Si el presente se caracteriza por la lucha entre la pérdida y la búsqueda de sentido global, esta disputa se registra también en la obra del pintor, donde se superponen capas de materia sucesivas y superpuestasque evocan las capas de sentidos perdidos y al mismo tiempo el deseo de su recuperación y reformulación.
En los últimos años el artista está obsesionado con la idea de “vacío”, tomada de cierta tradición religiosa y mística budista.
En esa tradición se expresa una dicotomía. Allí se combina la afirmación del vacío y de su contrario, lo lleno. La carencia y la saciedad. Así también, en los cuadros se observa el efecto de la identidad polar, que incluye ambos elementos. De modo que un orden de la experiencia, paradójicamente, se capta en términos de su opuesto.
El componente atemporal de sus pinturas tiene relación directa con el lugar que hace una década el artista eligió para vivir y trabajar: la pequeña localidad de Parquemar, cercana a Miramar y a quinientos kilómetros de Buenos Aires. Aquella decisión lo llevó directamente a la introspección y el aislamiento.
Pero al mismo tiempo, desde mediados de la década del noventa fue construyendo una carrera internacional que le permite congeniar el aislamiento con la internacionalización. Ha presentado muestras individuales y participado de exposiciones colectivas y ferias en Estados Unidos y Europa, las últimas en Francia (Le Mans y París) durante el año pasado.
La prodigalidad del artista, la sensación de exceso que percibe el espectador, se ve en el montaje y la selección de la muestra, que si bien deja espacio para caminar y recorrer, a la vez resulta contraria a la tendencia expositiva que busca reducir al mínimo la cantidad de piezas exhibidas. En este sentido, Hoffmann lucha contra los aspectos mezquinos y reticentes que se ha impuesto en los espacios para el arte.
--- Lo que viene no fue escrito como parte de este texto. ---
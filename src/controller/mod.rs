//! # Controller Module
//!
//! Game controller input.
//!
//! This module handles:
//! - Controller detection and hot-plug via evdev
//! - Reading analog stick and button inputs, normalized per axis
//! - Mapping raw codes to logical roles per controller layout

pub mod evdev_source;
pub mod event;
pub mod profile;
pub mod source;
La exposición incluye una curiosa instalación –un juego visual y formal– armada con muestrarios de colores desplegados y superpuestos, como abanicos abiertos. Algunos están sostenidos por hilos, otros están dispuestos armónicamente sobre el piso.
El despliegue físico y mental que requiere la preparación de cada muestra genera la siguiente conclusión del artista: “Cuando pinto creo que nada más existe, excepto el vacío y la belleza. Todo este trabajo tan intenso me deja vacío por un tiempo”. (Centro Borges, Viamonte y San Martín, hasta fin de noviembre.)